Streamlining the future of life sciences with TileDB Carrara
That’s not the first time you mentioned “friction” in data management. What does data management friction look like? How would an org know it’s time to find a new data management platform?
Wolen: A key signal would be when you find yourself spending more time attempting to retrieve data from the database and restructure it into a format that their analysis tools require rather than just analyzing the data. For example, if you're spending more time writing custom SQL queries to slice and dice your data than actually running the analyses, that's a red flag.
Also you need to keep an eye on performance, the time it takes to retrieve the data. That has brought numerous customers to us. They often say, “A solution worked great when our genomic variant database contained a thousand samples, but now we have 5,000 samples and our comp bios are waiting forever for every query to complete.” Those are both signs of friction and that it's time to look for a new solution.

Speaking of new solutions, how do you see TileDB Carrara contributing to the future of life sciences?
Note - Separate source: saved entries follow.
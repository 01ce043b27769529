//! Yahoo Finance chart API price feed.

use async_trait::async_trait;
use portfolio_core::error::FeedError;
use portfolio_core::traits::PriceFeed;
use reqwest::Client;
use rust_decimal::Decimal;
use rust_decimal::prelude::FromPrimitive;
use serde::Deserialize;
use std::time::Duration;
use tracing::debug;

/// Yahoo feed configuration.
#[derive(Debug, Clone)]
pub struct YahooConfig {
    pub base_url: String,
    /// Appended to tickers that carry no exchange suffix, e.g. `=X` for FX pairs
    pub ticker_suffix: String,
    pub timeout: Duration,
}

impl Default for YahooConfig {
    fn default() -> Self {
        Self {
            base_url: "https://query1.finance.yahoo.com".to_string(),
            ticker_suffix: "=X".to_string(),
            timeout: Duration::from_secs(10),
        }
    }
}

impl YahooConfig {
    /// Symbol as Yahoo knows it.
    pub fn symbol(&self, ticker: &str) -> String {
        if ticker.contains('=') || ticker.contains('.') {
            ticker.to_string()
        } else {
            format!("{}{}", ticker, self.ticker_suffix)
        }
    }
}

#[derive(Debug, Deserialize)]
struct ChartResponse {
    chart: Chart,
}

#[derive(Debug, Deserialize)]
struct Chart {
    result: Option<Vec<ChartResult>>,
    error: Option<ChartError>,
}

#[derive(Debug, Deserialize)]
struct ChartError {
    code: Option<String>,
    description: Option<String>,
}

#[derive(Debug, Deserialize)]
struct ChartResult {
    meta: ChartMeta,
    #[serde(default)]
    indicators: Option<Indicators>,
}

#[derive(Debug, Deserialize)]
#[serde(rename_all = "camelCase")]
struct ChartMeta {
    regular_market_price: Option<f64>,
}

#[derive(Debug, Deserialize)]
struct Indicators {
    #[serde(default)]
    quote: Vec<Quote>,
}

#[derive(Debug, Deserialize)]
struct Quote {
    #[serde(default)]
    close: Vec<Option<f64>>,
}

/// Extract the latest price from a chart response body.
///
/// Prefers `regularMarketPrice`, falling back to the last non-null close.
fn parse_chart(ticker: &str, body: &str) -> Result<Decimal, FeedError> {
    let response: ChartResponse = serde_json::from_str(body)
        .map_err(|e| FeedError::fetch_failed(ticker, format!("invalid response: {}", e)))?;

    if let Some(error) = response.chart.error {
        return Err(FeedError::fetch_failed(
            ticker,
            format!(
                "{}: {}",
                error.code.unwrap_or_default(),
                error.description.unwrap_or_default()
            ),
        ));
    }

    let result = response
        .chart
        .result
        .and_then(|results| results.into_iter().next())
        .ok_or_else(|| FeedError::fetch_failed(ticker, "empty chart result"))?;

    let last_close = || {
        result
            .indicators
            .as_ref()
            .and_then(|i| i.quote.first())
            .and_then(|q| q.close.iter().rev().flatten().next().copied())
    };

    let price = result
        .meta
        .regular_market_price
        .or_else(last_close)
        .ok_or_else(|| FeedError::fetch_failed(ticker, "no price in response"))?;

    Decimal::from_f64(price)
        .filter(|p| *p > Decimal::ZERO)
        .ok_or_else(|| FeedError::fetch_failed(ticker, format!("unusable price {}", price)))
}

/// Latest-price feed backed by the Yahoo Finance chart endpoint.
pub struct YahooPriceFeed {
    config: YahooConfig,
    client: Client,
}

impl YahooPriceFeed {
    pub fn new(config: YahooConfig) -> Result<Self, FeedError> {
        let client = Client::builder()
            .timeout(config.timeout)
            .user_agent(concat!("portfolio/", env!("CARGO_PKG_VERSION")))
            .build()
            .map_err(|e| FeedError::Configuration(e.to_string()))?;

        Ok(Self { config, client })
    }
}

#[async_trait]
impl PriceFeed for YahooPriceFeed {
    async fn latest_price(&self, ticker: &str) -> Result<Decimal, FeedError> {
        let url = format!(
            "{}/v8/finance/chart/{}",
            self.config.base_url.trim_end_matches('/'),
            self.config.symbol(ticker)
        );

        let resp = self
            .client
            .get(&url)
            .query(&[("range", "1d"), ("interval", "1m")])
            .send()
            .await
            .map_err(|e| FeedError::fetch_failed(ticker, e.to_string()))?;

        let status = resp.status();
        let body = resp
            .text()
            .await
            .map_err(|e| FeedError::fetch_failed(ticker, e.to_string()))?;
        if !status.is_success() && !body.contains("\"chart\"") {
            return Err(FeedError::fetch_failed(ticker, format!("HTTP {}", status)));
        }

        let price = parse_chart(ticker, &body)?;
        debug!("{} latest price {}", ticker, price);
        Ok(price)
    }

    fn name(&self) -> &str {
        "Yahoo Finance"
    }
}
//! Capital derivation from open positions and settlements.

use portfolio_core::types::{Position, SettlementRecord};
use rust_decimal::Decimal;
use serde::{Deserialize, Serialize};

/// Capital figures derived at one point in a tick.
#[derive(Debug, Clone, Copy, PartialEq, Eq, Serialize, Deserialize)]
pub struct CapitalSummary {
    /// Starting portfolio value
    pub initial_value: Decimal,
    /// Initial value plus unrealized and realized P/L
    pub total_value: Decimal,
    /// Total value not committed to open positions
    pub available_capital: Decimal,
    /// Sum of investment amounts of open positions
    pub open_exposure: Decimal,
    /// Monetary P/L of open positions
    pub unrealized_pl: Decimal,
    /// Monetary P/L of settled positions
    pub realized_pl: Decimal,
}

/// Stateless capital calculator. Owns nothing but the initial value.
#[derive(Debug, Clone, Copy, PartialEq, Eq)]
pub struct CapitalAllocator {
    initial_value: Decimal,
}

impl CapitalAllocator {
    pub fn new(initial_value: Decimal) -> Self {
        Self { initial_value }
    }

    /// Derive totals from the open set and the settlement history.
    pub fn summarize<'a, O, S>(&self, open: O, settled: S) -> CapitalSummary
    where
        O: IntoIterator<Item = &'a Position>,
        S: IntoIterator<Item = &'a SettlementRecord>,
    {
        let (unrealized_pl, open_exposure) = open.into_iter().fold(
            (Decimal::ZERO, Decimal::ZERO),
            |(pl, exposure), position| {
                (
                    pl + position.monetary_gain_loss(),
                    exposure + position.investment_amount(),
                )
            },
        );
        let realized_pl: Decimal = settled.into_iter().map(|r| r.monetary_gain_loss).sum();

        let total_value = self.initial_value + unrealized_pl + realized_pl;

        CapitalSummary {
            initial_value: self.initial_value,
            total_value,
            available_capital: total_value - open_exposure,
            open_exposure,
            unrealized_pl,
            realized_pl,
        }
    }
}
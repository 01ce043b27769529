//! Signal source reading the newest `signals_*.csv` file.

use async_trait::async_trait;
use csv::ReaderBuilder;
use portfolio_core::error::SignalError;
use portfolio_core::traits::SignalSource;
use portfolio_core::types::{SignalBook, SignalRow};
use serde::Deserialize;
use std::fs;
use std::path::{Path, PathBuf};
use std::time::SystemTime;
use tracing::{debug, warn};

use crate::records::decimal;

const FILE_PREFIX: &str = "signals_";
const FILE_EXTENSION: &str = "csv";

/// Raw signal row. Every field is optional so one bad row only taints its ticker.
#[derive(Debug, Deserialize)]
struct RawSignalRow {
    #[serde(rename = "Ticker", default)]
    ticker: Option<String>,
    #[serde(rename = "Interval", default)]
    interval: Option<String>,
    #[serde(rename = "Evaluation", default)]
    evaluation: Option<String>,
    #[serde(rename = "MACD-Price Evaluation", default)]
    macd_price_evaluation: Option<String>,
    #[serde(rename = "RECENT PRICE", alias = "RecentPrice", default)]
    recent_price: Option<String>,
}

impl RawSignalRow {
    fn into_row(self) -> Option<SignalRow> {
        let ticker = self.ticker?.trim().to_string();
        if ticker.is_empty() {
            return None;
        }
        let number = |field: Option<String>| field.as_deref().and_then(decimal::parse);

        Some(SignalRow {
            interval: self.interval.as_deref().and_then(|s| s.parse().ok()),
            evaluation: number(self.evaluation),
            macd_price_evaluation: number(self.macd_price_evaluation),
            recent_price: number(self.recent_price),
            ticker,
        })
    }
}

/// Reads the most recently modified `signals_*.csv` in a directory.
pub struct CsvSignalSource {
    dir: PathBuf,
}

impl CsvSignalSource {
    pub fn new(dir: impl Into<PathBuf>) -> Self {
        Self { dir: dir.into() }
    }

    pub fn dir(&self) -> &Path {
        &self.dir
    }

    /// Locate the newest signal file. Ties on modification time go to the
    /// lexicographically greater name.
    pub fn latest_file(&self) -> Result<PathBuf, SignalError> {
        let entries = fs::read_dir(&self.dir)
            .map_err(|e| SignalError::Unavailable(format!("{}: {}", self.dir.display(), e)))?;

        let mut newest: Option<(SystemTime, PathBuf)> = None;
        for entry in entries.flatten() {
            let path = entry.path();
            let is_signal_file = path
                .file_name()
                .and_then(|n| n.to_str())
                .map(|n| n.starts_with(FILE_PREFIX))
                .unwrap_or(false)
                && path.extension().and_then(|e| e.to_str()) == Some(FILE_EXTENSION);
            if !is_signal_file {
                continue;
            }

            let modified = match entry.metadata().and_then(|m| m.modified()) {
                Ok(modified) => modified,
                Err(e) => {
                    warn!("Skipping {}: {}", path.display(), e);
                    continue;
                }
            };

            let replace = match &newest {
                None => true,
                Some((time, best)) => modified > *time || (modified == *time && path > *best),
            };
            if replace {
                newest = Some((modified, path));
            }
        }

        newest
            .map(|(_, path)| path)
            .ok_or_else(|| SignalError::NoSignalFile(self.dir.clone()))
    }

    /// Parse a signal file into rows.
    fn read_rows(path: &Path) -> Result<Vec<SignalRow>, SignalError> {
        let mut reader = ReaderBuilder::new()
            .has_headers(true)
            .flexible(true)
            .trim(csv::Trim::All)
            .from_path(path)
            .map_err(|e| SignalError::ParseError(format!("{}: {}", path.display(), e)))?;

        let mut rows = Vec::new();
        for result in reader.deserialize::<RawSignalRow>() {
            match result {
                Ok(raw) => rows.extend(raw.into_row()),
                Err(e) => warn!("Skipping unreadable signal row in {}: {}", path.display(), e),
            }
        }
        Ok(rows)
    }
}

#[async_trait]
impl SignalSource for CsvSignalSource {
    async fn latest(&self) -> Result<SignalBook, SignalError> {
        let path = self.latest_file()?;
        let rows = Self::read_rows(&path)?;
        let book = SignalBook::from_rows(rows);

        debug!(
            "Read {} signals ({} malformed) from {}",
            book.len(),
            book.malformed().count(),
            path.display()
        );
        Ok(book)
    }

    fn name(&self) -> &str {
        "CSV signals"
    }
}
Wolen: I’m really excited and fascinated by the rise of foundational models for biology like scGPT and Geneformer, which are so fundamentally different from how I was trained to analyze biological phenomena. These models can learn the language of cells from these huge data sets, making it possible to predict things like cell states, cell communication and other complex phenomena that were almost black boxes before. So I'm really excited to see where that goes and it hopefully helps tackle very difficult problems like Alzheimer's disease and conditions like that.
Here’s how I believe TileDB Carrara will help contribute to these breakthroughs. The less time you have to spend worrying about infrastructure, data management and collaboration problems, the more of that cognitive energy you can focus on the actual research. That's exactly what we're trying to do at TileDB with the storage engine itself, with our APIs and of course with Carrara itself. We want to abstract away all of those data management issues so our customers can just focus on the science.